GOAL OF THE EXERCISE :: Output range, inclusive: from the line containing "the seeding protocol" to the line containing "leading ones, so". Restate those lines from the data below word for word and only those.

(Stored items)
= Beginning of Section =
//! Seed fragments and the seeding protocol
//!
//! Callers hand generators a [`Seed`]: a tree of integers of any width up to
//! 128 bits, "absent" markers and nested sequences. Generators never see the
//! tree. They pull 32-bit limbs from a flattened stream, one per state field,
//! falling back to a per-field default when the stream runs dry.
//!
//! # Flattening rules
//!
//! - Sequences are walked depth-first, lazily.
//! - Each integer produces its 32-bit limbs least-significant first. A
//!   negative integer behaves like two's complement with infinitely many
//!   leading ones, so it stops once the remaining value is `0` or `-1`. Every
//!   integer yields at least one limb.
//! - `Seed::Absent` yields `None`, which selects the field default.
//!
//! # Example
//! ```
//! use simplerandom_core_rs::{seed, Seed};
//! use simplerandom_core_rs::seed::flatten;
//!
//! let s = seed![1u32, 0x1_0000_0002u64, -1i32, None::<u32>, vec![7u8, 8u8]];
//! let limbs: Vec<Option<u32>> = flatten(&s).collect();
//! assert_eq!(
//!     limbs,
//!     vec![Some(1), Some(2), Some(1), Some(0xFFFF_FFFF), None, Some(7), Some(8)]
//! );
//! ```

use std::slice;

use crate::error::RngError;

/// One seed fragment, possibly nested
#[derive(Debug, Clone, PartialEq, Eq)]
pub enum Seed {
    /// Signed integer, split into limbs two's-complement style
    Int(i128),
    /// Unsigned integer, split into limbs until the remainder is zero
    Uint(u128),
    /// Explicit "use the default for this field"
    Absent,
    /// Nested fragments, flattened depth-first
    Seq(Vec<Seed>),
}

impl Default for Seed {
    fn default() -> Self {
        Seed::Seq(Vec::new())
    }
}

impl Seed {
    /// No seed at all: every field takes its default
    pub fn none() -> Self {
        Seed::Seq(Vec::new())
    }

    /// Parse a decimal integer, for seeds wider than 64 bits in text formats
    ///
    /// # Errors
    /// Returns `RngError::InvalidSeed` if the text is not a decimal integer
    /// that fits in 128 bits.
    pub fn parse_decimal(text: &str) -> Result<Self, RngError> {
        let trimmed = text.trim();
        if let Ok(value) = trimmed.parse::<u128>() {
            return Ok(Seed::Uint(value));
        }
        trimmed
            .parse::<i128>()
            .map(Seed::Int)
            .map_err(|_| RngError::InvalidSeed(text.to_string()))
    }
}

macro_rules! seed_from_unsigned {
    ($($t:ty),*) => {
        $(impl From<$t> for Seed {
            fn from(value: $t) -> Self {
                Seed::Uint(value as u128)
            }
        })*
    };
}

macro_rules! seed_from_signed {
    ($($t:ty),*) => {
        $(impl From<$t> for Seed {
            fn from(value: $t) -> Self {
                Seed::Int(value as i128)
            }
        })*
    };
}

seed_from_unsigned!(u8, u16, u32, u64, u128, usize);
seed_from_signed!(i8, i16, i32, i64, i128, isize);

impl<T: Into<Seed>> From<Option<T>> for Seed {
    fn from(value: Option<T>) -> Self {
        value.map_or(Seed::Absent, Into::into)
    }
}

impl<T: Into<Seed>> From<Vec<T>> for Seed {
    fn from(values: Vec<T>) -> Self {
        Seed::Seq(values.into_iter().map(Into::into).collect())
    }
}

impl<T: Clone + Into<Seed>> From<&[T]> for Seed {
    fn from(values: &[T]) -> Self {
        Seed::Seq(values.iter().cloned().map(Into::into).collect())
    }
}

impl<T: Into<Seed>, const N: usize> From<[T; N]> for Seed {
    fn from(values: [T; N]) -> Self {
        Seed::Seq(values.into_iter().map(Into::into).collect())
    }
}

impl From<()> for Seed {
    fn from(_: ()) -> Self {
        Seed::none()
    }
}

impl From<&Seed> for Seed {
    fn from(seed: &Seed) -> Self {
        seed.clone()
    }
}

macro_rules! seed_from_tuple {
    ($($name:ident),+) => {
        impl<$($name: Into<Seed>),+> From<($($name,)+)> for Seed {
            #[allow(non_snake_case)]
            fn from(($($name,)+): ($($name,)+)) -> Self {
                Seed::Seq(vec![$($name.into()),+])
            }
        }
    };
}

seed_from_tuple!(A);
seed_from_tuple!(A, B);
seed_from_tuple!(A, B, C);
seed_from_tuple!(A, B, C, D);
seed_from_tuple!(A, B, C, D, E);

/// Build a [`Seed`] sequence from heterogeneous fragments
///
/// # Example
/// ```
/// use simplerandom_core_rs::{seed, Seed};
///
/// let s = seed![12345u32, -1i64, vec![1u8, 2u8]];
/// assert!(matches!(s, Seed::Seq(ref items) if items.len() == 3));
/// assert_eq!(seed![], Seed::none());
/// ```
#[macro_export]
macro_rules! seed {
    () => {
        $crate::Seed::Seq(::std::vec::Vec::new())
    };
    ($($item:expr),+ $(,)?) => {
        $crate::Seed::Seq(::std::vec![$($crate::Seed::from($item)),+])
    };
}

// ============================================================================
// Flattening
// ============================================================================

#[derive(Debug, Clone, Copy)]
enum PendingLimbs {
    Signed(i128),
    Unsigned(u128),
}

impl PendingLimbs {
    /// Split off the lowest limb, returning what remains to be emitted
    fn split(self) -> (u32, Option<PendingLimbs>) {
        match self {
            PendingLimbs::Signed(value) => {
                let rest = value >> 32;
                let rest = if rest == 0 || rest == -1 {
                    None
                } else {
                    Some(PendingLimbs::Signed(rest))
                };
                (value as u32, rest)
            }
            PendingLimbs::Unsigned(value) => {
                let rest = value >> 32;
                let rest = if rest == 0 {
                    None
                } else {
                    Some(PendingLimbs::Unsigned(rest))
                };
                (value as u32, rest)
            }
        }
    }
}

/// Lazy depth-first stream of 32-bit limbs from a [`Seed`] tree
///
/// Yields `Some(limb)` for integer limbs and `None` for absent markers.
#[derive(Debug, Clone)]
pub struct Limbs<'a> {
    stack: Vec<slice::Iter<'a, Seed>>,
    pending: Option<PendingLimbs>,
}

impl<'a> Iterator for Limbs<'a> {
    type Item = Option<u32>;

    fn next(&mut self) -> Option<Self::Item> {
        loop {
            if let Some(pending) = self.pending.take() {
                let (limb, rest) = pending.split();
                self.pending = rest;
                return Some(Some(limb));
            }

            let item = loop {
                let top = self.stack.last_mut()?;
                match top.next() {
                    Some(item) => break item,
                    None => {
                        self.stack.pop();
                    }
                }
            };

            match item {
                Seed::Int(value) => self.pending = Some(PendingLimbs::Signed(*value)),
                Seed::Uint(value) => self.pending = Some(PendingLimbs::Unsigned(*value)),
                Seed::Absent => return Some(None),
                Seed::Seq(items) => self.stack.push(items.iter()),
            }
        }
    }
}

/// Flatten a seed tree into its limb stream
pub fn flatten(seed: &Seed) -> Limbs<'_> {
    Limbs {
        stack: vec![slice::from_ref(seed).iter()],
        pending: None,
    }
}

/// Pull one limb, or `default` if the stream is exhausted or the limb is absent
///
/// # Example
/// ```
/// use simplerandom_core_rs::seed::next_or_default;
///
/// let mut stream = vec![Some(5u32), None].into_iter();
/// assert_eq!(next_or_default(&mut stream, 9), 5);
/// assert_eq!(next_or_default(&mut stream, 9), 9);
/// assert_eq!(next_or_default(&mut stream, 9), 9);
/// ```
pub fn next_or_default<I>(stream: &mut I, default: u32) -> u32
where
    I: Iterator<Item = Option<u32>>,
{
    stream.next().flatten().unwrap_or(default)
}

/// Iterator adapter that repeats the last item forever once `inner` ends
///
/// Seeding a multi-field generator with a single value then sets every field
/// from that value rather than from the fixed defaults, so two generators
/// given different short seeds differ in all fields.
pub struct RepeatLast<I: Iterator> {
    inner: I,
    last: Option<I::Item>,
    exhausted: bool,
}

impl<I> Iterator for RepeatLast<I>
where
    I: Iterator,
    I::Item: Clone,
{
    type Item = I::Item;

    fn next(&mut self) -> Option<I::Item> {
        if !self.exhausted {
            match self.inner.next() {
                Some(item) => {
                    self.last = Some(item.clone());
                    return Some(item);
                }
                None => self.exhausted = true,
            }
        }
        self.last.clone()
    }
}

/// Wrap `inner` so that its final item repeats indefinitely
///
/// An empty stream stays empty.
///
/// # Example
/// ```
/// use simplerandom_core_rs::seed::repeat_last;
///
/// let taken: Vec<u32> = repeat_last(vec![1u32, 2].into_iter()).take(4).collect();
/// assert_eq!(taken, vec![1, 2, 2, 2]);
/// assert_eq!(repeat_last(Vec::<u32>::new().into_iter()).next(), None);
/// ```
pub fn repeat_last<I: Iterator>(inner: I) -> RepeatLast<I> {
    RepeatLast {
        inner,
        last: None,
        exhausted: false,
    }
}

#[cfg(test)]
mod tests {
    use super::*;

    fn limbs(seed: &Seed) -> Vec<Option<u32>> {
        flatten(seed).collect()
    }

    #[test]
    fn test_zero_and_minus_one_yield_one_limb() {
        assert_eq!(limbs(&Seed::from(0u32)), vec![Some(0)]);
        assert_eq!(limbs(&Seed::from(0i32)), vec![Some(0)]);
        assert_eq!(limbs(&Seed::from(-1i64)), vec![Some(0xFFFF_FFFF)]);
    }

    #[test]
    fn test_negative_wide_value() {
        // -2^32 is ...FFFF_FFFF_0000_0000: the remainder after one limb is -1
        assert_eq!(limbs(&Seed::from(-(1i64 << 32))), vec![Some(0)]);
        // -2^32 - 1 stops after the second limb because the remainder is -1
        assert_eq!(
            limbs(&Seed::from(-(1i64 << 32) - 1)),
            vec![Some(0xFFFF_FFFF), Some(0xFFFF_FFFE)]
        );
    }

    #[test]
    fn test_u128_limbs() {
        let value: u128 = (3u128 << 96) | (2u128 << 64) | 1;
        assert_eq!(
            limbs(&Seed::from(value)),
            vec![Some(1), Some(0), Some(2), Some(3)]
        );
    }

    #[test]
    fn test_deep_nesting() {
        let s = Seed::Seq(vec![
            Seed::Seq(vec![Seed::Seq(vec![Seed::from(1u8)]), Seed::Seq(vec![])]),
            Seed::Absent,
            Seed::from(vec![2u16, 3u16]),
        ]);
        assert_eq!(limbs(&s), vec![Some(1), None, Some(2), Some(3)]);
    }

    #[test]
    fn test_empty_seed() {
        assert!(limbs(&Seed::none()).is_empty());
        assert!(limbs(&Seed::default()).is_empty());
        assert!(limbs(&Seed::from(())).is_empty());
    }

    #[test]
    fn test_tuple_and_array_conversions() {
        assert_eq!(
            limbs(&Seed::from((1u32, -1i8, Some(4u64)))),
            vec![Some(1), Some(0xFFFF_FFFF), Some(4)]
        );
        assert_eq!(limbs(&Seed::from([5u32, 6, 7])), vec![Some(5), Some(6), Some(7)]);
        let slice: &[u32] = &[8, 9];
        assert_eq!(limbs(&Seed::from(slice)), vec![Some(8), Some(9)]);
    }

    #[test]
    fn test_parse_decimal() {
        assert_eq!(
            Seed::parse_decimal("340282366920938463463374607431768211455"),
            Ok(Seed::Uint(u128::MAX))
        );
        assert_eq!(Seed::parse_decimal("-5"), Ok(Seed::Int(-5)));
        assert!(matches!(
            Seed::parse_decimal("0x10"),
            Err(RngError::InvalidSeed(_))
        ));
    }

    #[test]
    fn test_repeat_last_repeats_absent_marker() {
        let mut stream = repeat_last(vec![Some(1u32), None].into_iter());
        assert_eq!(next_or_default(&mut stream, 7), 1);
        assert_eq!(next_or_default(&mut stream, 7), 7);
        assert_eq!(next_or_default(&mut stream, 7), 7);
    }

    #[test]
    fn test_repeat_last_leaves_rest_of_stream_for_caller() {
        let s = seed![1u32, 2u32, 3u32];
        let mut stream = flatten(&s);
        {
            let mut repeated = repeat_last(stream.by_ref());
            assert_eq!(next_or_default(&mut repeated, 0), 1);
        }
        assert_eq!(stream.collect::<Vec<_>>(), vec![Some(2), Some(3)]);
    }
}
= End of Section =
= Beginning of Section =
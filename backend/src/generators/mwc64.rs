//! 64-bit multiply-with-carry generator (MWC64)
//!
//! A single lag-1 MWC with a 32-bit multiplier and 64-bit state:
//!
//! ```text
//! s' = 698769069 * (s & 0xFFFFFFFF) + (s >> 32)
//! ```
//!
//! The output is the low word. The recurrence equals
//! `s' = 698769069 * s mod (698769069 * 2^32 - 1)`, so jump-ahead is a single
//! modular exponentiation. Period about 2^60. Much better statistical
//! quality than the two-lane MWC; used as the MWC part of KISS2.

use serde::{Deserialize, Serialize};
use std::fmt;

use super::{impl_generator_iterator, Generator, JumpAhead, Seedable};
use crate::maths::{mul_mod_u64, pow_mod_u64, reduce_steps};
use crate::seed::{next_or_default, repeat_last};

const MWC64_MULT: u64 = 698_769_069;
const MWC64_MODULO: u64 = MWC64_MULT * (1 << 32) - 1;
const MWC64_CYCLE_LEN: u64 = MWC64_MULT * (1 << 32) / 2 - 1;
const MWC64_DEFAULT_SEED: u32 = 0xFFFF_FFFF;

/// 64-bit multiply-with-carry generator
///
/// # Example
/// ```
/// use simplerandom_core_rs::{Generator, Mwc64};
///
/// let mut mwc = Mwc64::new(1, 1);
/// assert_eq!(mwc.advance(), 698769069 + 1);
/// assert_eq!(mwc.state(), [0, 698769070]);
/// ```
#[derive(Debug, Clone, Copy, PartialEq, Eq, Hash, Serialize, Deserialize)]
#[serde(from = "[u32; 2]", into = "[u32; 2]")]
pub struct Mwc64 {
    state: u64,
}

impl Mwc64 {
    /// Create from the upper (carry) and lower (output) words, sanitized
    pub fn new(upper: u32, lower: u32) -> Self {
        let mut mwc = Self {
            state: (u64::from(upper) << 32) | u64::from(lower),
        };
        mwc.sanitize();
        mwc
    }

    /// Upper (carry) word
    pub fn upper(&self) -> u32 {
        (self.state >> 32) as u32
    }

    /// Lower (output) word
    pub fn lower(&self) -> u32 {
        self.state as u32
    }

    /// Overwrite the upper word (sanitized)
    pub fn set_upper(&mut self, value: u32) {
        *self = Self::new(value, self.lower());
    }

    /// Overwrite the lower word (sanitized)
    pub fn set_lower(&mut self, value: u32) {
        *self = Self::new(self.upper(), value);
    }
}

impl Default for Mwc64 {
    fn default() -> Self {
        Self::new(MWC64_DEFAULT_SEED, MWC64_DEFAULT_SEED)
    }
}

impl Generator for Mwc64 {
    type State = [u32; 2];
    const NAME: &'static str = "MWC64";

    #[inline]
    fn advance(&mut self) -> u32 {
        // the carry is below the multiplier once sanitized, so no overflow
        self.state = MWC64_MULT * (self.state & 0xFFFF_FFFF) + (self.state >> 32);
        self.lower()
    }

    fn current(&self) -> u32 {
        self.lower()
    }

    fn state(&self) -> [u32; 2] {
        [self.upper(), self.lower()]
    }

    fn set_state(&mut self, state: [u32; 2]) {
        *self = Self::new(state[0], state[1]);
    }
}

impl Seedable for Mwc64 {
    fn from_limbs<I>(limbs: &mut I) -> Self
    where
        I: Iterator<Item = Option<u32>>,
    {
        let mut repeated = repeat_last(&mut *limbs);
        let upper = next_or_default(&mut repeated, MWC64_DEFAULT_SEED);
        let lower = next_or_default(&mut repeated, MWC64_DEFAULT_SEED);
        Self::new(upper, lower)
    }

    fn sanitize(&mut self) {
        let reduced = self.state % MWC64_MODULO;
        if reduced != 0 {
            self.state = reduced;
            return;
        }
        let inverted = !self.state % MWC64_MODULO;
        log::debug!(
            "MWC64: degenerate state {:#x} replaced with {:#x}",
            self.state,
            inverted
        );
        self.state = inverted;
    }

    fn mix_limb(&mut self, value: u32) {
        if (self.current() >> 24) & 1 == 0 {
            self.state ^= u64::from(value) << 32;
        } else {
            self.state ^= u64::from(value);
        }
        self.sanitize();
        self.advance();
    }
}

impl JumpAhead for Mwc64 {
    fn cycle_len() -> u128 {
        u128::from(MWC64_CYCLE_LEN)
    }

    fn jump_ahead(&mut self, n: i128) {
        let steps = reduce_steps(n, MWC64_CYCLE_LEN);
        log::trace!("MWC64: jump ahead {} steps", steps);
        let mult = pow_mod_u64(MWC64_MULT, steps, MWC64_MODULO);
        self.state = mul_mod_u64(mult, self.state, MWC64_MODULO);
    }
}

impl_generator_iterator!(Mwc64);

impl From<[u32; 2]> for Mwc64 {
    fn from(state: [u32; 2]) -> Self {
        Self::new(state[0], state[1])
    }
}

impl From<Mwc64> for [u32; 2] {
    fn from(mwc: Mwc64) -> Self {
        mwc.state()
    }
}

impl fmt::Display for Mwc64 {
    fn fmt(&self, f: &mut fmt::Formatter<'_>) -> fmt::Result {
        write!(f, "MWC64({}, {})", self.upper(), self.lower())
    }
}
= End of Section =
= Beginning of Section =
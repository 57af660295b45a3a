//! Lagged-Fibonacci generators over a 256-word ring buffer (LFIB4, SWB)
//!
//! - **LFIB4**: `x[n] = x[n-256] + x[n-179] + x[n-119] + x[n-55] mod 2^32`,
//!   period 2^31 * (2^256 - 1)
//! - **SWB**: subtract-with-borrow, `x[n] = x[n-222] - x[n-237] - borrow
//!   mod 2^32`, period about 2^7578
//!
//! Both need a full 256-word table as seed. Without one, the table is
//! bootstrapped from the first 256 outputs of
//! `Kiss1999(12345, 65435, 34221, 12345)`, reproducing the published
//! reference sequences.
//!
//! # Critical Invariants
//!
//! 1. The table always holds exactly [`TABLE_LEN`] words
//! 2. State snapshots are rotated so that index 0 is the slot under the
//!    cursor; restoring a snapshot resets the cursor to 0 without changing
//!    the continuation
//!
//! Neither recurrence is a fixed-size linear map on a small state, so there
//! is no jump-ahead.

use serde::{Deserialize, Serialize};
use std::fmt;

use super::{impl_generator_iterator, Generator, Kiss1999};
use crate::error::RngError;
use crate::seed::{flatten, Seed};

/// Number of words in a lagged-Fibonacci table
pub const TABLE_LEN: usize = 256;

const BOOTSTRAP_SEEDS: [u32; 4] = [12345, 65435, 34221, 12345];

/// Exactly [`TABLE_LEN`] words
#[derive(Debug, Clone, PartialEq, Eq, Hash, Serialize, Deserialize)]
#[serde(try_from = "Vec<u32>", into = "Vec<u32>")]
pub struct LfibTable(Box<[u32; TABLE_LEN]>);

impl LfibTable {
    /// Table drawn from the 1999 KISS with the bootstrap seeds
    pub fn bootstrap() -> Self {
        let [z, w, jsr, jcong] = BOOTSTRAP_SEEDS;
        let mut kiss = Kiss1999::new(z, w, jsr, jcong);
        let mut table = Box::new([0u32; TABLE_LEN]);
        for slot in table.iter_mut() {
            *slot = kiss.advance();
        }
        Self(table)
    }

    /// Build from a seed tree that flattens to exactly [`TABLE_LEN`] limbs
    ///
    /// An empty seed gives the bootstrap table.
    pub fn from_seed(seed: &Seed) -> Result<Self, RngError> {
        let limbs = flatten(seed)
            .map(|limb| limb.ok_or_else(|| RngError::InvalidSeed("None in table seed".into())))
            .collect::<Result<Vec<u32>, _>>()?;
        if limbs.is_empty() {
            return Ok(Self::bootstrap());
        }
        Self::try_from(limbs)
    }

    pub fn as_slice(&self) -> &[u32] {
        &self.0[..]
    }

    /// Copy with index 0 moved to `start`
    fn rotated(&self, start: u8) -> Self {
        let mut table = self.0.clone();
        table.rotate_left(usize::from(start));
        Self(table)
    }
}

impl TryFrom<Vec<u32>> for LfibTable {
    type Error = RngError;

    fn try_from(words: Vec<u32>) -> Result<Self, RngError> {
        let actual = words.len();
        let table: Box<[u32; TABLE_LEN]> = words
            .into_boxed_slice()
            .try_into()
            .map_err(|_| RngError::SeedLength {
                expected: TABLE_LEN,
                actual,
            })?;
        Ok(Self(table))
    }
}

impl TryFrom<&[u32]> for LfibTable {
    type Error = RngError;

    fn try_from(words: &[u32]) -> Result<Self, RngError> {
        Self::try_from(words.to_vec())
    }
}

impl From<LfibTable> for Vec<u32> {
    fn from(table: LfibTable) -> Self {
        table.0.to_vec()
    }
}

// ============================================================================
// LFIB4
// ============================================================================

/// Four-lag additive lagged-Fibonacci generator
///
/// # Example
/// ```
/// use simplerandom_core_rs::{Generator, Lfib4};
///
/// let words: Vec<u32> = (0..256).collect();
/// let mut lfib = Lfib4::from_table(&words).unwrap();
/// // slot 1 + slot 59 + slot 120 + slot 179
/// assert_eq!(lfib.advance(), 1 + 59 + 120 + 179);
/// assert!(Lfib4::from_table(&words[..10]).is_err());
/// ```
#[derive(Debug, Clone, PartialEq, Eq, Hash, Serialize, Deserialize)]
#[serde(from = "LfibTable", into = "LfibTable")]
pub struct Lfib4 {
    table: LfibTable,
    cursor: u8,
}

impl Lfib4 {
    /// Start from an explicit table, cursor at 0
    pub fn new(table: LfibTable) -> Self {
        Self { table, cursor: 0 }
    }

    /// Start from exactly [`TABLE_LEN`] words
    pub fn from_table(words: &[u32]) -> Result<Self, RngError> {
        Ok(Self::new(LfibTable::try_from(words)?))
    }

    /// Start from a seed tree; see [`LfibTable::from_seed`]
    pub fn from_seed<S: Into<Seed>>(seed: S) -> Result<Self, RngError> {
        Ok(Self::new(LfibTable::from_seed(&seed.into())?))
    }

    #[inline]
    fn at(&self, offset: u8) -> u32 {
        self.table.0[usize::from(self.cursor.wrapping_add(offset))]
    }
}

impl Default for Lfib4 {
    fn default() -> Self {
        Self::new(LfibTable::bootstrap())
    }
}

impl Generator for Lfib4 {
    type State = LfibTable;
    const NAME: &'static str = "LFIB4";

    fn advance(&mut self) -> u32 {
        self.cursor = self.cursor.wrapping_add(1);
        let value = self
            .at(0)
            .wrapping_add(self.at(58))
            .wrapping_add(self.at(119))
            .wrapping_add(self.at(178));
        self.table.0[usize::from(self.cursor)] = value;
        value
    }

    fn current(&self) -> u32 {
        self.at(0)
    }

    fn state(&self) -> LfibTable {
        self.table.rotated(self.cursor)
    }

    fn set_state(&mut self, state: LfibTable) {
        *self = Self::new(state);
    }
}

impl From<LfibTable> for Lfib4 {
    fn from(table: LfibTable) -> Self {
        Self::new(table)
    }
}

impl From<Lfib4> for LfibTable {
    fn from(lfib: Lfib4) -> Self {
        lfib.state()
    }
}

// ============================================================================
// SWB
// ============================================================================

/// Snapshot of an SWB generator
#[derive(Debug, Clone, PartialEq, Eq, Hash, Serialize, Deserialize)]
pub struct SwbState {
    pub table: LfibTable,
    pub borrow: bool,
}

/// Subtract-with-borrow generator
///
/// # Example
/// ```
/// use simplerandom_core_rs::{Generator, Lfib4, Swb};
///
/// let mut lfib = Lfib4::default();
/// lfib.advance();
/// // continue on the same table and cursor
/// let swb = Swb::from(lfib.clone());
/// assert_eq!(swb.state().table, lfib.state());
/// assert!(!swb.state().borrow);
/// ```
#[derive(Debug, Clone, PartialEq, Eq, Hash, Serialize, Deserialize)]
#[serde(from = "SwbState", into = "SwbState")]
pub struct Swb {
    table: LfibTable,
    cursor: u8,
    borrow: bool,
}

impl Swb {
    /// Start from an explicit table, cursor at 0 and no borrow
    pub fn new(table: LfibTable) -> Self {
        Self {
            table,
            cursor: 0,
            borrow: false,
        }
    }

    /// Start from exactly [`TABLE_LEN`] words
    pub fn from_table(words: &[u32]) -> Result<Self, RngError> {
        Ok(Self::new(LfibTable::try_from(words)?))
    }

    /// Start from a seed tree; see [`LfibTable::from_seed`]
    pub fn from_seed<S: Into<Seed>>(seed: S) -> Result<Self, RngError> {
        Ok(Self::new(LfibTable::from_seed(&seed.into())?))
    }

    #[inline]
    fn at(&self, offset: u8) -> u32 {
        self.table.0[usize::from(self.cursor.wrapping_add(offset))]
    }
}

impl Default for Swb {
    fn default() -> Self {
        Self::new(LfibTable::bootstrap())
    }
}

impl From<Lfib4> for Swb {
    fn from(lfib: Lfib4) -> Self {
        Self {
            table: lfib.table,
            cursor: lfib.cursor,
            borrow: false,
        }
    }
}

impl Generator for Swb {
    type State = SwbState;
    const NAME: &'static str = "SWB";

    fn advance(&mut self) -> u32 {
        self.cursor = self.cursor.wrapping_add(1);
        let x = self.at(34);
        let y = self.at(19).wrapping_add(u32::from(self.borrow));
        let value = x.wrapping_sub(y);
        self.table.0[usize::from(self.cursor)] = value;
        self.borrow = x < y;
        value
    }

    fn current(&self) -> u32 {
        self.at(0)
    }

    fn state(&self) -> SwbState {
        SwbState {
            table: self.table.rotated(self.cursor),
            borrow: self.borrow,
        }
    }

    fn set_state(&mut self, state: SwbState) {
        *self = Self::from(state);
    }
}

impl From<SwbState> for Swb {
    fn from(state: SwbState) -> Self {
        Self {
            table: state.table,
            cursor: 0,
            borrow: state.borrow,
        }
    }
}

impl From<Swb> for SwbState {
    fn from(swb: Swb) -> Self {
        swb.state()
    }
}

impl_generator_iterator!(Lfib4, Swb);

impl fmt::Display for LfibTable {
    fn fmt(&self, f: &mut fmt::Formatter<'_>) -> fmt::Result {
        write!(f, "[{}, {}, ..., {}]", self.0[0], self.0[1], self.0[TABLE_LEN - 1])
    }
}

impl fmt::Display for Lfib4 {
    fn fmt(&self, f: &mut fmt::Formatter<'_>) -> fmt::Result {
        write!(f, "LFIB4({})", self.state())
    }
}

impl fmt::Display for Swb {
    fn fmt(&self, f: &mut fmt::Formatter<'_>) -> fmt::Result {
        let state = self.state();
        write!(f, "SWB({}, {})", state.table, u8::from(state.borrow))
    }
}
= End of Section =
COMPLETED TASK ::
//! Seed fragments and the seeding protocol
//!
//! Callers hand generators a [`Seed`]: a tree of integers of any width up to
//! 128 bits, "absent" markers and nested sequences. Generators never see the
//! tree. They pull 32-bit limbs from a flattened stream, one per state field,
//! falling back to a per-field default when the stream runs dry.
//!
//! # Flattening rules
//!
//! - Sequences are walked depth-first, lazily.
//! - Each integer produces its 32-bit limbs least-significant first. A
//!   negative integer behaves like two's complement with infinitely many
//!   leading ones, so it stops once the remaining value is `0` or `-1`. Every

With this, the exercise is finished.